GPT(生成式预训练Transformer模型)是一种基于Transformer架构的大规模语言模型,其核心能力是通过预训练学习海量文本数据中的规律,从而能够理解并生成高质量、连贯的人类语言文本。 它代表了当前自然语言处理领域的主流技术范式,其“生成式”与“预训练”的特性,使其区别于早期的规则式或特定任务型AI模型。
可以将GPT的工作原理类比为一个博览群书、并接受了极致完形填空训练的“超级大脑”。其工作流程分为两个关键阶段:

首先,在预训练阶段,模型会“阅读”互联网规模的文本数据(如书籍、网页)。它的核心训练任务是“预测下一个词”:给定一段文本序列,模型需要不断猜测被掩盖掉的下一个词是什么。通过海量数据的反复练习,模型不仅记住了词汇和语法,更深刻地掌握了世界知识、逻辑关系和语言风格。

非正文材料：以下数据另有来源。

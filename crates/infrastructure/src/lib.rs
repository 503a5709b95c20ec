pub mod event_store;
pub mod optimistic_lock;
pub mod repositories;

pub use event_store::*;
pub use optimistic_lock::*;
pub use repositories::*;
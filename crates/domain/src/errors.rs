use crate::code::Peg;
use crate::game::Outcome;
use crate::identifiers::GameId;
use std::fmt;
use thiserror::Error;

/// 推測の長さがシークレットと一致しない方向
#[derive(Debug, Clone, Copy, PartialEq, Eq)]
pub enum LengthMismatch {
    TooShort,
    TooLong,
}

impl fmt::Display for LengthMismatch {
    fn fmt(&self, f: &mut fmt::Formatter<'_>) -> fmt::Result {
        match self {
            LengthMismatch::TooShort => write!(f, "too short"),
            LengthMismatch::TooLong => write!(f, "too long"),
        }
    }
}

#[derive(Debug, Clone, PartialEq, Error)]
pub enum DomainError {
    #[error("Game not found: {0}")]
    GameNotFound(GameId),

    #[error("Game is finished: {0}")]
    GameFinished(Outcome),

    #[error("Guess {mismatch}: expected {expected} pegs, got {actual}")]
    GuessLengthInvalid {
        mismatch: LengthMismatch,
        expected: usize,
        actual: usize,
    },

    #[error("Invalid pegs: {}", format_pegs(.0))]
    InvalidPeg(Vec<Peg>),

    #[error("Invalid GameId: {0}")]
    InvalidGameId(String),

    #[error("Invalid event data: {0}")]
    InvalidEvent(String),

    #[error("Event serialization error: {0}")]
    EventSerialization(String),

    #[error("Event deserialization error: {0}")]
    EventDeserialization(String),

    #[error("Concurrent modification detected: expected version {expected}, found {actual}")]
    ConcurrentModification { expected: u64, actual: u64 },

    #[error("Storage error: {0}")]
    Storage(String),
}

impl DomainError {
    /// 推測の長さエラーを作成（長さが一致する場合は None）
    pub fn guess_length(expected: usize, actual: usize) -> Option<Self> {
        let mismatch = match actual.cmp(&expected) {
            std::cmp::Ordering::Less => LengthMismatch::TooShort,
            std::cmp::Ordering::Greater => LengthMismatch::TooLong,
            std::cmp::Ordering::Equal => return None,
        };
        Some(DomainError::GuessLengthInvalid {
            mismatch,
            expected,
            actual,
        })
    }
}

fn format_pegs(pegs: &[Peg]) -> String {
    pegs.iter()
        .map(Peg::name)
        .collect::<Vec<_>>()
        .join(", ")
}
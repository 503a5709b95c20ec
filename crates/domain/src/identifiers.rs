use crate::errors::DomainError;
use serde::{Deserialize, Serialize};
use std::fmt;
use uuid::Uuid;

/// ゲームID
#[derive(Debug, Clone, Copy, PartialEq, Eq, Hash, Serialize, Deserialize)]
#[serde(transparent)]
pub struct GameId(Uuid);

impl GameId {
    /// 新しいゲームIDを生成
    pub fn new() -> Self {
        Self(Uuid::new_v4())
    }

    /// 文字列からゲームIDを作成
    pub fn from_string(id: &str) -> Result<Self, DomainError> {
        Uuid::parse_str(id)
            .map(Self)
            .map_err(|e| DomainError::InvalidGameId(format!("{id}: {e}")))
    }
}

impl Default for GameId {
    fn default() -> Self {
        Self::new()
    }
}

impl fmt::Display for GameId {
    fn fmt(&self, f: &mut fmt::Formatter<'_>) -> fmt::Result {
        write!(f, "{}", self.0)
    }
}

/// イベントID（生成時に一意、再利用しない）
#[derive(Debug, Clone, PartialEq, Eq, Hash, Serialize, Deserialize)]
#[serde(transparent)]
pub struct EventId(String);

impl EventId {
    /// 新しいイベントIDを生成
    pub fn generate() -> Self {
        Self(ulid::Ulid::new().to_string())
    }

}

impl fmt::Display for EventId {
    fn fmt(&self, f: &mut fmt::Formatter<'_>) -> fmt::Result {
        write!(f, "{}", self.0)
    }
}

/// イベントストリームの識別子。ゲームIDと同じ値から導出される
#[derive(Debug, Clone, PartialEq, Eq, Hash, Serialize, Deserialize)]
#[serde(transparent)]
pub struct StreamId(String);

impl StreamId {
    /// 元のゲームIDに戻す
    pub fn game_id(&self) -> Result<GameId, DomainError> {
        GameId::from_string(&self.0)
    }
}

impl From<GameId> for StreamId {
    fn from(game_id: GameId) -> Self {
        Self(game_id.to_string())
    }
}

impl fmt::Display for StreamId {
    fn fmt(&self, f: &mut fmt::Formatter<'_>) -> fmt::Result {
        write!(f, "{}", self.0)
    }
}
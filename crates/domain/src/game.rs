use crate::code::{Code, Guess, Peg};
use crate::errors::DomainError;
use crate::event_stream::EventStream;
use crate::events::GameEvent;
use crate::feedback::Feedback;
use crate::identifiers::{GameId, StreamId};
use serde::{Deserialize, Serialize};
use std::collections::BTreeSet;
use std::fmt;
use tracing::{debug, info, warn};

/// ゲームの進行状況
#[derive(Debug, Clone, Copy, Default, PartialEq, Eq, Hash, Serialize, Deserialize)]
#[serde(rename_all = "SCREAMING_SNAKE_CASE")]
pub enum Outcome {
    #[default]
    NotStarted,
    InProgress,
    Won,
    Lost,
}

impl Outcome {
    /// 終了状態（WON / LOST）かチェック
    pub fn is_finished(&self) -> bool {
        matches!(self, Outcome::Won | Outcome::Lost)
    }

    pub fn as_str(&self) -> &'static str {
        match self {
            Outcome::NotStarted => "NOT_STARTED",
            Outcome::InProgress => "IN_PROGRESS",
            Outcome::Won => "WON",
            Outcome::Lost => "LOST",
        }
    }
}

impl fmt::Display for Outcome {
    fn fmt(&self, f: &mut fmt::Formatter<'_>) -> fmt::Result {
        write!(f, "{}", self.as_str())
    }
}

/// イベント列を畳み込んで得られるゲームの状態
///
/// 状態を変更するのは [`GameState::apply`] のみ。同じイベント列を空の状態から
/// 再生すれば、常に同じ状態が得られる。
#[derive(Debug, Clone, Default, PartialEq, Eq)]
pub struct GameState {
    secret: Code,
    available_pegs: BTreeSet<Peg>,
    total_attempts: u32,
    guesses: Vec<Guess>,
    feedback: Feedback,
    outcome: Outcome,
}

impl GameState {
    /// イベントを1件適用した新しい状態を返す
    ///
    /// 進行状況は NOT_STARTED → IN_PROGRESS → WON/LOST の一方向にしか進まない。
    /// 遷移が定義されていない状態で届いた GameStarted / GameWon / GameLost は
    /// 進行状況を変えない。
    pub fn apply(mut self, event: &GameEvent) -> Self {
        match event {
            GameEvent::GameStarted {
                secret,
                total_attempts,
                available_pegs,
                ..
            } => {
                if self.outcome == Outcome::NotStarted {
                    self.secret = secret.clone();
                    self.total_attempts = *total_attempts;
                    self.available_pegs = available_pegs.clone();
                    self.outcome = Outcome::InProgress;
                }
            }
            GameEvent::GuessMade {
                guess, feedback, ..
            } => {
                self.guesses.push(guess.clone());
                self.feedback = feedback.clone();
            }
            GameEvent::GameWon { .. } => {
                if self.outcome == Outcome::InProgress {
                    self.outcome = Outcome::Won;
                }
            }
            GameEvent::GameLost { .. } => {
                if self.outcome == Outcome::InProgress {
                    self.outcome = Outcome::Lost;
                }
            }
        }
        self
    }

    /// 空の状態からイベント列を再生する
    pub fn replay<'a, I>(events: I) -> Self
    where
        I: IntoIterator<Item = &'a GameEvent>,
    {
        events.into_iter().fold(Self::default(), Self::apply)
    }

    pub fn secret(&self) -> &Code {
        &self.secret
    }

    pub fn available_pegs(&self) -> &BTreeSet<Peg> {
        &self.available_pegs
    }

    pub fn total_attempts(&self) -> u32 {
        self.total_attempts
    }

    pub fn guesses(&self) -> &[Guess] {
        &self.guesses
    }

    /// 直近の推測に対するフィードバック
    pub fn feedback(&self) -> &Feedback {
        &self.feedback
    }

    pub fn outcome(&self) -> Outcome {
        self.outcome
    }

    /// 残りの試行回数
    pub fn remaining_attempts(&self) -> u32 {
        let used = u32::try_from(self.guesses.len()).unwrap_or(u32::MAX);
        self.total_attempts.saturating_sub(used)
    }
}

/// ゲーム集約
#[derive(Debug, Clone, PartialEq)]
pub struct Game {
    id: GameId,
    stream: EventStream,
    state: GameState,
    committed_version: u64,
}

impl Game {
    /// 新しいゲームを開始する
    pub fn start(
        game_id: GameId,
        secret: Code,
        total_attempts: u32,
        available_pegs: BTreeSet<Peg>,
    ) -> Result<Self, DomainError> {
        let invalid = secret.pegs_outside(&available_pegs);
        if !invalid.is_empty() {
            warn!("シークレットに利用できないペグ: game_id={}", game_id);
            return Err(DomainError::InvalidPeg(invalid));
        }

        let mut game = Self {
            id: game_id,
            stream: EventStream::create(StreamId::from(game_id)),
            state: GameState::default(),
            committed_version: 0,
        };
        game.record(GameEvent::new_game_started(
            secret,
            total_attempts,
            available_pegs,
        ));

        info!(
            "ゲーム開始: game_id={}, code_length={}, total_attempts={}",
            game_id,
            game.secret().len(),
            total_attempts
        );
        Ok(game)
    }

    /// 永続化されたイベントストリームからゲームを復元する
    pub fn from_stream(stream: EventStream) -> Result<Self, DomainError> {
        let id = stream.identifier().game_id()?;

        match stream.events().first() {
            Some(GameEvent::GameStarted { .. }) => {}
            Some(other) => {
                return Err(DomainError::InvalidEvent(format!(
                    "Stream {} must begin with game_started, found {}",
                    stream.identifier(),
                    other.event_type()
                )));
            }
            None => {
                return Err(DomainError::InvalidEvent(format!(
                    "Stream {} is empty",
                    stream.identifier()
                )));
            }
        }

        let state = GameState::replay(&stream);
        let committed_version = stream.version();
        debug!(
            "ゲーム復元: game_id={}, events={}, outcome={}",
            id,
            committed_version,
            state.outcome()
        );

        Ok(Self {
            id,
            stream,
            state,
            committed_version,
        })
    }

    /// 推測を採点して記録する
    ///
    /// 勝敗の判定は行わない。失敗した場合、状態は一切変更されない。
    pub fn guess(&mut self, code: Code) -> Result<Feedback, DomainError> {
        self.validate_guess(&code)?;

        let feedback = Feedback::score(self.state.secret(), &code);
        self.record(GameEvent::new_guess_made(
            Guess::new(code),
            feedback.clone(),
        ));

        debug!(
            "推測を採点: game_id={}, exact={}, partial={}, guesses={}",
            self.id,
            feedback.exact_hits(),
            feedback.partial_hits(),
            self.total_guesses()
        );
        Ok(feedback)
    }

    pub fn win(&mut self) {
        self.record(GameEvent::new_game_won());
        info!("ゲーム勝利: game_id={}", self.id);
    }

    pub fn lose(&mut self) {
        self.record(GameEvent::new_game_lost());
        info!("ゲーム敗北: game_id={}", self.id);
    }

    /// 直近のフィードバックの EXACT 数
    pub fn total_hits(&self) -> usize {
        self.state.feedback().exact_hits()
    }

    pub fn total_guesses(&self) -> usize {
        self.state.guesses().len()
    }

    pub fn remaining_attempts(&self) -> u32 {
        self.state.remaining_attempts()
    }

    pub fn id(&self) -> GameId {
        self.id
    }

    pub fn secret(&self) -> &Code {
        self.state.secret()
    }

    pub fn available_pegs(&self) -> &BTreeSet<Peg> {
        self.state.available_pegs()
    }

    pub fn total_attempts(&self) -> u32 {
        self.state.total_attempts()
    }

    pub fn guesses(&self) -> &[Guess] {
        self.state.guesses()
    }

    pub fn feedback(&self) -> &Feedback {
        self.state.feedback()
    }

    pub fn outcome(&self) -> Outcome {
        self.state.outcome()
    }

    pub fn state(&self) -> &GameState {
        &self.state
    }

    pub fn event_stream(&self) -> &EventStream {
        &self.stream
    }

    /// ストリームのバージョン（記録済みイベント数）
    pub fn version(&self) -> u64 {
        self.stream.version()
    }

    /// 永続化済みとみなすバージョン
    pub fn committed_version(&self) -> u64 {
        self.committed_version
    }

    /// まだ永続化されていないイベント
    pub fn uncommitted_events(&self) -> &[GameEvent] {
        self.stream.events_since(self.committed_version)
    }

    /// すべてのイベントを永続化済みにする
    pub fn mark_committed(&mut self) {
        self.committed_version = self.stream.version();
    }

    fn record(&mut self, event: GameEvent) {
        self.state = std::mem::take(&mut self.state).apply(&event);
        self.stream.append(event);
    }

    fn validate_guess(&self, code: &Code) -> Result<(), DomainError> {
        let outcome = self.outcome();
        if outcome != Outcome::InProgress {
            return Err(DomainError::GameFinished(outcome));
        }

        if let Some(error) = DomainError::guess_length(self.secret().len(), code.len()) {
            return Err(error);
        }

        let invalid = code.pegs_outside(self.available_pegs());
        if !invalid.is_empty() {
            return Err(DomainError::InvalidPeg(invalid));
        }

        Ok(())
    }
}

这一阶段构建了模型通用的语言理解基础。

其次,在微调或提示工程阶段,开发者可以通过给模型提供特定指令和示例(即“提示”),引导这个“通才”模型专注于执行特定任务,如回答问题、编写代码或创作诗歌。模型基于预训练阶段学到的庞大知识库,根据当前输入的上下文,计算出概率最高的下一个词序列,从而生成连贯的回复。

理解GPT,可以关联以下核心概念:Transformer架构(GPT依赖的核心神经网络结构)、大语言模型(LLM,GPT所属的模型类别)、预训练与微调(GPT的两阶段训练范式)、提示工程(引导GPT完成任务的关键技术)、注意力机制(使模型能关注文本关键部分的技术)。

若想深入了解GPT及大语言模型的技术演进,建议从谷歌研究院提出的原始Transformer论文《Attention Is All You Need》入手。同时,可以关注OpenAI、DeepMind等机构的官方技术博客,它们通常会发布模型架构的详细解读。对于非技术背景的读者,许多科技媒体对GPT系列模型的发展史和应用前景有深入浅出的系列报道。